WORK ITEM: All that is needed is the listing, given back exactly.

PROVIDED RECORDS:
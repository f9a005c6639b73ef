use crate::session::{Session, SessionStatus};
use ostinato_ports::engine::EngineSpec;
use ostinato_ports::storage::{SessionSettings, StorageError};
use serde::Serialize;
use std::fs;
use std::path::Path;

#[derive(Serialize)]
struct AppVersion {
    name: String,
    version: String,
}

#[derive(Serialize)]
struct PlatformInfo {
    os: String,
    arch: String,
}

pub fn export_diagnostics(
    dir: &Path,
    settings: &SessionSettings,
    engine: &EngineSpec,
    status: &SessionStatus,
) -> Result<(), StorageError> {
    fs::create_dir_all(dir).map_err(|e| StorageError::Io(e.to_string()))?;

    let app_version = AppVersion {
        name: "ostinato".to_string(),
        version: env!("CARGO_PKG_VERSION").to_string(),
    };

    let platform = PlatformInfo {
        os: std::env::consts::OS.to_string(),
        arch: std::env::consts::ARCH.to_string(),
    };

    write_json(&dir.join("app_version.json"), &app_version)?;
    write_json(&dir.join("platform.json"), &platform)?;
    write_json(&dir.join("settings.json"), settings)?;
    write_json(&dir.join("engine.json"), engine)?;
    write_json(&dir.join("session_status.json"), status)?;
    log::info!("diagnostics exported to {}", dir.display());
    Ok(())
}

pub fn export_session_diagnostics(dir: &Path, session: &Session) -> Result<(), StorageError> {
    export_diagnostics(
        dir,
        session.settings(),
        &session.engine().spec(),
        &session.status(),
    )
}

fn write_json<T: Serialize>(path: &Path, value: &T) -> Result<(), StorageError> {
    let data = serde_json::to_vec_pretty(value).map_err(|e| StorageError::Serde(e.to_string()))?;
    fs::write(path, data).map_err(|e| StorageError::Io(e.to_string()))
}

FINAL ANSWER:
repository f9a005c6639b73ef
use crate::session::{Session, SessionStatus};
use ostinato_ports::engine::EngineSpec;
use ostinato_ports::storage::{SessionSettings, StorageError};
use serde::Serialize;
use std::fs;
use std::path::Path;

#[derive(Serialize)]
struct AppVersion {
    name: String,
    version: String,
}

#[derive(Serialize)]
struct PlatformInfo {
    os: String,
    arch: String,
}

pub fn export_diagnostics(
    dir: &Path,
    settings: &SessionSettings,
    engine: &EngineSpec,
    status: &SessionStatus,
) -> Result<(), StorageError> {
    fs::create_dir_all(dir).map_err(|e| StorageError::Io(e.to_string()))?;

    let app_version = AppVersion {
        name: "ostinato".to_string(),
        version: env!("CARGO_PKG_VERSION").to_string(),
    };

    let platform = PlatformInfo {
        os: std::env::consts::OS.to_string(),
        arch: std::env::consts::ARCH.to_string(),
    };

    write_json(&dir.join("app_version.json"), &app_version)?;
    write_json(&dir.join("platform.json"), &platform)?;
    write_json(&dir.join("settings.json"), settings)?;
    write_json(&dir.join("engine.json"), engine)?;
    write_json(&dir.join("session_status.json"), status)?;
    log::info!("diagnostics exported to {}", dir.display());
    Ok(())
}

pub fn export_session_diagnostics(dir: &Path, session: &Session) -> Result<(), StorageError> {
    export_diagnostics(
        dir,
        session.settings(),
        &session.engine().spec(),
        &session.status(),
    )
}

fn write_json<T: Serialize>(path: &Path, value: &T) -> Result<(), StorageError> {
    let data = serde_json::to_vec_pretty(value).map_err(|e| StorageError::Serde(e.to_string()))?;
    fs::write(path, data).map_err(|e| StorageError::Io(e.to_string()))
}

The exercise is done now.